多くの方が、破滅へ向かっている現実を見ようともせずに、作られた空気だけを信じていますので、何を言っても無駄ですが、そうは問屋が卸しません。
それでも、国民は、根拠もなく「きっと、何とかなる」と信じています。もう、これは宗教のレベルです。この信仰心は崩せません。
それでも、残念ですが、この国は、間違いなく、壊れます。
いや、既に、壊れ始めています。
もう、空気で統治できるような時代ではありません。
300年前であれば、崩壊することはありませんでした。
100年前でも、350万人の犠牲で済んだことを僥倖だと考えねばなりません。
でも、もう、無理です。
今度は、数千万人の犠牲者が出ます。
何度も書いてすみません。
最終責任を取るのは、国民の皆さん、あなたたちなのです。
それなのに、国民という視点が、どこを探してもありません。
「下々」は存在していますが、昔から「下々」は多少犠牲になってもいいのです。
数千万人は、多少の犠牲とは言えませんが、それは仕方のないことです。「下々」ですから。

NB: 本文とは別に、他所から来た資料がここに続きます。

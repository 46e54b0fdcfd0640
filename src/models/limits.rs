use chrono::{DateTime, Utc};
use serde::{Deserialize, Serialize};
use utoipa::ToSchema;
use uuid::Uuid;

/// Per-player ceilings, all in centavos.
#[derive(Debug, Clone, Copy, PartialEq, Eq, Serialize, Deserialize, ToSchema)]
pub struct LimitSettings {
    pub daily_deposit_cents: i64,
    pub monthly_deposit_cents: i64,
    pub daily_bet_cents: i64,
    pub monthly_bet_cents: i64,
    pub daily_loss_cents: i64,
    pub monthly_loss_cents: i64,
    pub max_session_minutes: i64,
    pub alerts_enabled: bool,
}

impl Default for LimitSettings {
    fn default() -> Self {
        Self {
            daily_deposit_cents: 500_00,
            monthly_deposit_cents: 5_000_00,
            daily_bet_cents: 300_00,
            monthly_bet_cents: 3_000_00,
            daily_loss_cents: 200_00,
            monthly_loss_cents: 2_000_00,
            max_session_minutes: 120,
            alerts_enabled: true,
        }
    }
}

/// Looser settings waiting out the cooling-off period.
#[derive(Debug, Clone, Copy, PartialEq, Eq, Serialize, Deserialize, ToSchema)]
pub struct PendingLimits {
    pub settings: LimitSettings,
    pub effective_at: DateTime<Utc>,
}

#[derive(Debug, Clone, PartialEq, Eq)]
pub struct ResponsibleGamingLimits {
    pub user_id: Uuid,
    pub settings: LimitSettings,
    pub pending: Option<PendingLimits>,
    pub self_excluded_until: Option<DateTime<Utc>>,
    pub updated_at: DateTime<Utc>,
}

impl ResponsibleGamingLimits {
    pub fn defaults_for(user_id: Uuid) -> Self {
        Self {
            user_id,
            settings: LimitSettings::default(),
            pending: None,
            self_excluded_until: None,
            updated_at: Utc::now(),
        }
    }
}

/// Optional overrides sent by the player; amounts in reais.
#[derive(Debug, Clone, Default, Deserialize, ToSchema)]
pub struct LimitsPatch {
    pub daily_deposit: Option<f64>,
    pub monthly_deposit: Option<f64>,
    pub daily_bet: Option<f64>,
    pub monthly_bet: Option<f64>,
    pub daily_loss: Option<f64>,
    pub monthly_loss: Option<f64>,
    pub max_session_minutes: Option<i64>,
    pub alerts_enabled: Option<bool>,
}

/// Totals for the current business day and month, in centavos.
#[derive(Debug, Clone, Copy, Default, PartialEq, Eq, Serialize, ToSchema)]
pub struct ActivitySummary {
    pub deposited_today_cents: i64,
    pub deposited_month_cents: i64,
    pub bet_today_cents: i64,
    pub bet_month_cents: i64,
    /// Bets minus wins; negative when the player is ahead.
    pub lost_today_cents: i64,
    pub lost_month_cents: i64,
}
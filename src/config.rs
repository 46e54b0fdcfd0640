use crate::errors::{AppError, Result};
use chrono::FixedOffset;
use std::path::PathBuf;

/// Runtime settings, read once from the environment (after `.env` is loaded).
#[derive(Debug, Clone)]
pub struct Config {
    pub database_path: String,
    pub port: u16,
    pub jwt_secret: String,
    pub rate_limit_per_sec: u64,
    pub pix_receiver_key: String,
    pub pix_merchant_name: String,
    pub pix_merchant_city: String,
    pub pix_webhook_secret: String,
    pub document_root: PathBuf,
    pub public_base_url: String,
    pub cep_api_base: String,
    /// Offset used to decide where "today" and "this month" start.
    pub business_offset: FixedOffset,
    pub welcome_credit_cents: i64,
}

fn env_or(key: &str, default: &str) -> String {
    std::env::var(key).unwrap_or_else(|_| default.to_string())
}

fn env_parse<T: std::str::FromStr>(key: &str, default: T) -> T {
    std::env::var(key)
        .ok()
        .and_then(|v| v.parse().ok())
        .unwrap_or(default)
}

impl Config {
    pub fn from_env() -> Result<Self> {
        let jwt_secret = std::env::var("JWT_SECRET")
            .map_err(|_| AppError::ConfigError("JWT_SECRET must be set".to_string()))?;
        if jwt_secret.len() < 16 {
            return Err(AppError::ConfigError(
                "JWT_SECRET must be at least 16 characters".to_string(),
            ));
        }

        let offset_hours: i32 = env_parse("BUSINESS_UTC_OFFSET_HOURS", -3);
        let business_offset = FixedOffset::east_opt(offset_hours * 3600).ok_or_else(|| {
            AppError::ConfigError(format!("Invalid BUSINESS_UTC_OFFSET_HOURS: {}", offset_hours))
        })?;

        let config = Self {
            database_path: env_or("DATABASE_PATH", "luckyybet.db"),
            port: env_parse("PORT", 8080),
            jwt_secret,
            rate_limit_per_sec: env_parse("RATE_LIMIT_PER_SEC", 10),
            pix_receiver_key: env_or("PIX_RECEIVER_KEY", "chave-pix-luckyybet@exemplo.com"),
            pix_merchant_name: env_or("PIX_MERCHANT_NAME", "LuckyYBet"),
            pix_merchant_city: env_or("PIX_MERCHANT_CITY", "SAO PAULO"),
            pix_webhook_secret: env_or("PIX_WEBHOOK_SECRET", ""),
            document_root: PathBuf::from(env_or("DOCUMENT_ROOT", "storage")),
            public_base_url: env_or("PUBLIC_BASE_URL", "http://localhost:8080/files"),
            cep_api_base: env_or("CEP_API_BASE", "https://viacep.com.br"),
            business_offset,
            welcome_credit_cents: env_parse("WELCOME_CREDIT_CENTS", 0),
        };

        if config.pix_webhook_secret.is_empty() {
            tracing::warn!(action = "config_warning", "PIX_WEBHOOK_SECRET is empty; webhook calls will be rejected");
        }

        Ok(config)
    }

    #[cfg(test)]
    pub fn for_tests() -> Self {
        Self {
            database_path: ":memory:".to_string(),
            port: 0,
            jwt_secret: "test-secret-that-is-long-enough".to_string(),
            rate_limit_per_sec: 1000,
            pix_receiver_key: "chave-pix-luckyybet@exemplo.com".to_string(),
            pix_merchant_name: "LuckyYBet".to_string(),
            pix_merchant_city: "SAO PAULO".to_string(),
            pix_webhook_secret: "webhook-secret".to_string(),
            document_root: std::env::temp_dir().join("luckyybet-test-docs"),
            public_base_url: "http://localhost/files".to_string(),
            cep_api_base: "http://127.0.0.1:9".to_string(),
            business_offset: FixedOffset::west_opt(3 * 3600).expect("valid offset"),
            welcome_credit_cents: 0,
        }
    }
}
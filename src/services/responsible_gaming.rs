use crate::database::sqlite::SqliteDatabase;
use crate::errors::{AppError, Result};
use crate::models::limits::{
    ActivitySummary, LimitSettings, LimitsPatch, PendingLimits, ResponsibleGamingLimits,
};
use crate::models::transaction::{Transaction, TransactionStatus, TransactionType};
use crate::services::audit;
use crate::utils::money::{format_brl, to_cents};
use chrono::{DateTime, Datelike, Duration, FixedOffset, NaiveDate, TimeZone, Utc};
use serde_json::json;
use std::sync::Arc;
use tracing::info;
use uuid::Uuid;

/// Delay before a looser limit replaces the current one.
pub const COOLING_OFF_HOURS: i64 = 24;
pub const MAX_SELF_EXCLUSION_DAYS: i64 = 5 * 365;

/// Headroom left after an allowed deposit check, in centavos.
#[derive(Debug, Clone, Copy, PartialEq, Eq)]
pub struct DepositHeadroom {
    pub remaining_cents: i64,
}

#[derive(Debug)]
pub struct ActivityReport {
    pub from: DateTime<Utc>,
    pub to: DateTime<Utc>,
    pub limits: LimitSettings,
    pub deposited_cents: i64,
    pub bet_cents: i64,
    pub won_cents: i64,
    pub withdrawn_cents: i64,
    pub transactions: Vec<Transaction>,
}

pub struct ResponsibleGamingService {
    db: Arc<SqliteDatabase>,
    offset: FixedOffset,
}

impl ResponsibleGamingService {
    pub fn new(db: Arc<SqliteDatabase>, offset: FixedOffset) -> Self {
        Self { db, offset }
    }

    /// Effective limits at `now`. A pending change whose cooling-off has
    /// elapsed is promoted and persisted on read.
    pub async fn limits(&self, user_id: &Uuid, now: DateTime<Utc>) -> Result<ResponsibleGamingLimits> {
        let Some(mut limits) = self.db.get_limits(user_id).await? else {
            return Ok(ResponsibleGamingLimits::defaults_for(*user_id));
        };

        if let Some(pending) = limits.pending {
            if pending.effective_at <= now {
                limits.settings = pending.settings;
                limits.pending = None;
                limits.updated_at = now;
                self.db.upsert_limits(&limits).await?;
                info!(action = "limits_promoted", user_id = %user_id);
            }
        }

        Ok(limits)
    }

    pub async fn update_limits(
        &self,
        user_id: &Uuid,
        patch: &LimitsPatch,
        now: DateTime<Utc>,
    ) -> Result<ResponsibleGamingLimits> {
        let mut limits = self.limits(user_id, now).await?;
        let requested = apply_patch(limits.pending.map_or(limits.settings, |p| p.settings), patch)?;

        let (immediate, looser) = split_changes(&limits.settings, &requested);
        limits.settings = immediate;
        limits.pending = if looser {
            // Tightening an already pending change keeps its clock.
            let effective_at = match limits.pending {
                Some(p) if !split_changes(&p.settings, &requested).1 => p.effective_at,
                _ => now + Duration::hours(COOLING_OFF_HOURS),
            };
            Some(PendingLimits { settings: requested, effective_at })
        } else {
            None
        };
        limits.updated_at = now;

        self.db.upsert_limits(&limits).await?;
        audit::record(
            &self.db,
            *user_id,
            "LIMITS_UPDATED",
            json!({
                "settings": limits.settings,
                "pending": limits.pending,
            }),
        )
        .await;
        info!(action = "limits_updated", user_id = %user_id, pending = limits.pending.is_some());
        Ok(limits)
    }

    pub async fn activity(&self, user_id: &Uuid, now: DateTime<Utc>) -> Result<ActivitySummary> {
        let (day_start, month_start) = period_starts(self.offset, now)?;
        let (dep_day, bet_day, win_day) = self.db.sum_activity_since(user_id, day_start, now).await?;
        let (dep_month, bet_month, win_month) = self.db.sum_activity_since(user_id, month_start, now).await?;

        Ok(ActivitySummary {
            deposited_today_cents: dep_day,
            deposited_month_cents: dep_month,
            bet_today_cents: bet_day,
            bet_month_cents: bet_month,
            lost_today_cents: bet_day - win_day,
            lost_month_cents: bet_month - win_month,
        })
    }

    pub async fn check_deposit(
        &self,
        user_id: &Uuid,
        amount_cents: i64,
        now: DateTime<Utc>,
    ) -> Result<DepositHeadroom> {
        let limits = self.limits(user_id, now).await?;
        let activity = self.activity(user_id, now).await?;
        evaluate_deposit(&limits.settings, &activity, amount_cents)
    }

    pub async fn check_bet(&self, user_id: &Uuid, amount_cents: i64, now: DateTime<Utc>) -> Result<()> {
        let limits = self.limits(user_id, now).await?;
        if let Some(until) = limits.self_excluded_until.filter(|until| now < *until) {
            return Err(AppError::LimitExceeded(format!(
                "Conta em autoexclusão até {}.",
                until.with_timezone(&self.offset).format("%d/%m/%Y")
            )));
        }
        let activity = self.activity(user_id, now).await?;
        evaluate_bet(&limits.settings, &activity, amount_cents)
    }

    /// Blocks betting for `days`. An active exclusion can be extended but never shortened.
    pub async fn self_exclude(&self, user_id: &Uuid, days: i64, now: DateTime<Utc>) -> Result<DateTime<Utc>> {
        if !(1..=MAX_SELF_EXCLUSION_DAYS).contains(&days) {
            return Err(AppError::ValidationError(format!(
                "O período de autoexclusão deve ser entre 1 e {} dias.",
                MAX_SELF_EXCLUSION_DAYS
            )));
        }

        let mut limits = self.limits(user_id, now).await?;
        let until = now + Duration::days(days);
        if let Some(current) = limits.self_excluded_until.filter(|current| *current > until) {
            return Err(AppError::Conflict(format!(
                "Autoexclusão já ativa até {}. Não é possível reduzir o período.",
                current.with_timezone(&self.offset).format("%d/%m/%Y")
            )));
        }

        limits.self_excluded_until = Some(until);
        limits.updated_at = now;
        self.db.upsert_limits(&limits).await?;

        audit::record(
            &self.db,
            *user_id,
            "SELF_EXCLUSION_ENABLED",
            json!({ "days": days, "until": until }),
        )
        .await;
        info!(action = "self_exclusion_enabled", user_id = %user_id, days = days);
        Ok(until)
    }

    pub async fn report(
        &self,
        user_id: &Uuid,
        from: DateTime<Utc>,
        to: DateTime<Utc>,
    ) -> Result<ActivityReport> {
        if from > to {
            return Err(AppError::ValidationError(
                "A data inicial deve ser anterior à data final.".to_string(),
            ));
        }
        let limits = self.limits(user_id, Utc::now()).await?;
        let transactions = self.db.get_transactions_between(user_id, from, to).await?;

        let total = |kind: TransactionType| -> i64 {
            transactions
                .iter()
                .filter(|t| t.tx_type == kind && t.status != TransactionStatus::Rejected)
                .map(|t| t.amount_cents)
                .sum()
        };

        Ok(ActivityReport {
            from,
            to,
            limits: limits.settings,
            deposited_cents: total(TransactionType::Deposit),
            bet_cents: total(TransactionType::Bet),
            won_cents: total(TransactionType::Win),
            withdrawn_cents: total(TransactionType::Withdrawal),
            transactions,
        })
    }
}

/// Start of the business day and month containing `now`, as UTC instants.
pub(crate) fn period_starts(offset: FixedOffset, now: DateTime<Utc>) -> Result<(DateTime<Utc>, DateTime<Utc>)> {
    let local = now.with_timezone(&offset).date_naive();
    let month = NaiveDate::from_ymd_opt(local.year(), local.month(), 1)
        .ok_or_else(|| AppError::InternalError("Invalid month start".to_string()))?;
    Ok((local_midnight(offset, local)?, local_midnight(offset, month)?))
}

fn local_midnight(offset: FixedOffset, date: NaiveDate) -> Result<DateTime<Utc>> {
    let naive = date
        .and_hms_opt(0, 0, 0)
        .ok_or_else(|| AppError::InternalError("Invalid midnight".to_string()))?;
    offset
        .from_local_datetime(&naive)
        .single()
        .map(|dt| dt.with_timezone(&Utc))
        .ok_or_else(|| AppError::InternalError("Ambiguous local midnight".to_string()))
}

fn apply_patch(mut settings: LimitSettings, patch: &LimitsPatch) -> Result<LimitSettings> {
    let cents = |value: Option<f64>, current: i64| value.map_or(Ok(current), to_cents);

    settings.daily_deposit_cents = cents(patch.daily_deposit, settings.daily_deposit_cents)?;
    settings.monthly_deposit_cents = cents(patch.monthly_deposit, settings.monthly_deposit_cents)?;
    settings.daily_bet_cents = cents(patch.daily_bet, settings.daily_bet_cents)?;
    settings.monthly_bet_cents = cents(patch.monthly_bet, settings.monthly_bet_cents)?;
    settings.daily_loss_cents = cents(patch.daily_loss, settings.daily_loss_cents)?;
    settings.monthly_loss_cents = cents(patch.monthly_loss, settings.monthly_loss_cents)?;

    if let Some(minutes) = patch.max_session_minutes {
        if !(1..=24 * 60).contains(&minutes) {
            return Err(AppError::ValidationError(
                "A duração máxima da sessão deve ser entre 1 e 1440 minutos.".to_string(),
            ));
        }
        settings.max_session_minutes = minutes;
    }
    if let Some(alerts) = patch.alerts_enabled {
        settings.alerts_enabled = alerts;
    }

    if settings.daily_deposit_cents > settings.monthly_deposit_cents
        || settings.daily_bet_cents > settings.monthly_bet_cents
        || settings.daily_loss_cents > settings.monthly_loss_cents
    {
        return Err(AppError::ValidationError(
            "O limite diário não pode ser maior que o limite mensal.".to_string(),
        ));
    }
    Ok(settings)
}

/// Splits a requested settings set into what applies now (every stricter or
/// equal field) and whether anything looser remains for the cooling-off.
fn split_changes(current: &LimitSettings, requested: &LimitSettings) -> (LimitSettings, bool) {
    let mut immediate = *current;
    let mut looser = false;

    let mut pick = |now: &mut i64, want: i64| {
        if want <= *now {
            *now = want;
        } else {
            looser = true;
        }
    };
    pick(&mut immediate.daily_deposit_cents, requested.daily_deposit_cents);
    pick(&mut immediate.monthly_deposit_cents, requested.monthly_deposit_cents);
    pick(&mut immediate.daily_bet_cents, requested.daily_bet_cents);
    pick(&mut immediate.monthly_bet_cents, requested.monthly_bet_cents);
    pick(&mut immediate.daily_loss_cents, requested.daily_loss_cents);
    pick(&mut immediate.monthly_loss_cents, requested.monthly_loss_cents);
    pick(&mut immediate.max_session_minutes, requested.max_session_minutes);

    // Alerts are a preference, not a ceiling.
    immediate.alerts_enabled = requested.alerts_enabled;
    (immediate, looser)
}

pub(crate) fn evaluate_deposit(
    limits: &LimitSettings,
    activity: &ActivitySummary,
    amount_cents: i64,
) -> Result<DepositHeadroom> {
    if activity.deposited_today_cents + amount_cents > limits.daily_deposit_cents {
        return Err(AppError::LimitExceeded(format!(
            "Limite diário de depósito atingido. Limite: {}",
            format_brl(limits.daily_deposit_cents)
        )));
    }
    if activity.deposited_month_cents + amount_cents > limits.monthly_deposit_cents {
        return Err(AppError::LimitExceeded(format!(
            "Limite mensal de depósito atingido. Limite: {}",
            format_brl(limits.monthly_deposit_cents)
        )));
    }
    Ok(DepositHeadroom {
        remaining_cents: (limits.daily_deposit_cents - activity.deposited_today_cents)
            .min(limits.monthly_deposit_cents - activity.deposited_month_cents)
            - amount_cents,
    })
}

pub(crate) fn evaluate_bet(limits: &LimitSettings, activity: &ActivitySummary, amount_cents: i64) -> Result<()> {
    if activity.bet_today_cents + amount_cents > limits.daily_bet_cents {
        return Err(AppError::LimitExceeded(format!(
            "Limite diário de aposta atingido. Limite: {}",
            format_brl(limits.daily_bet_cents)
        )));
    }
    if activity.bet_month_cents + amount_cents > limits.monthly_bet_cents {
        return Err(AppError::LimitExceeded(format!(
            "Limite mensal de aposta atingido. Limite: {}",
            format_brl(limits.monthly_bet_cents)
        )));
    }
    // The whole stake counts as a potential loss.
    if activity.lost_today_cents + amount_cents > limits.daily_loss_cents {
        return Err(AppError::LimitExceeded(
            "Limite diário de perda atingido. Considere fazer uma pausa.".to_string(),
        ));
    }
    if activity.lost_month_cents + amount_cents > limits.monthly_loss_cents {
        return Err(AppError::LimitExceeded(
            "Limite mensal de perda atingido. Considere fazer uma pausa.".to_string(),
        ));
    }
    Ok(())
}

中には、根っからの「いい人」もいるでしょう。でも、ほとんどの方が「いい人」を演じているだけです。
勝手に、自分には害が及ばないと思い込んでいるだけです。
そうじゃありません。
例外なく、誰の身にも降りかかるのです。
皆さんは、今なら、「いい人」ぶって、「仕方ないさ」と言うかもしれません。
国家運営なんて、自分の守備範囲ではないと思っていますから、そう言うのでしょう。
でも、本物の痛みや苦しみや飢餓がやってきても、「いい人」を通せるのですか。
無理だと思います。
恨み、泣き叫ぶことしか、私達にはできません。
なぜなら、それが人間の本性だからです。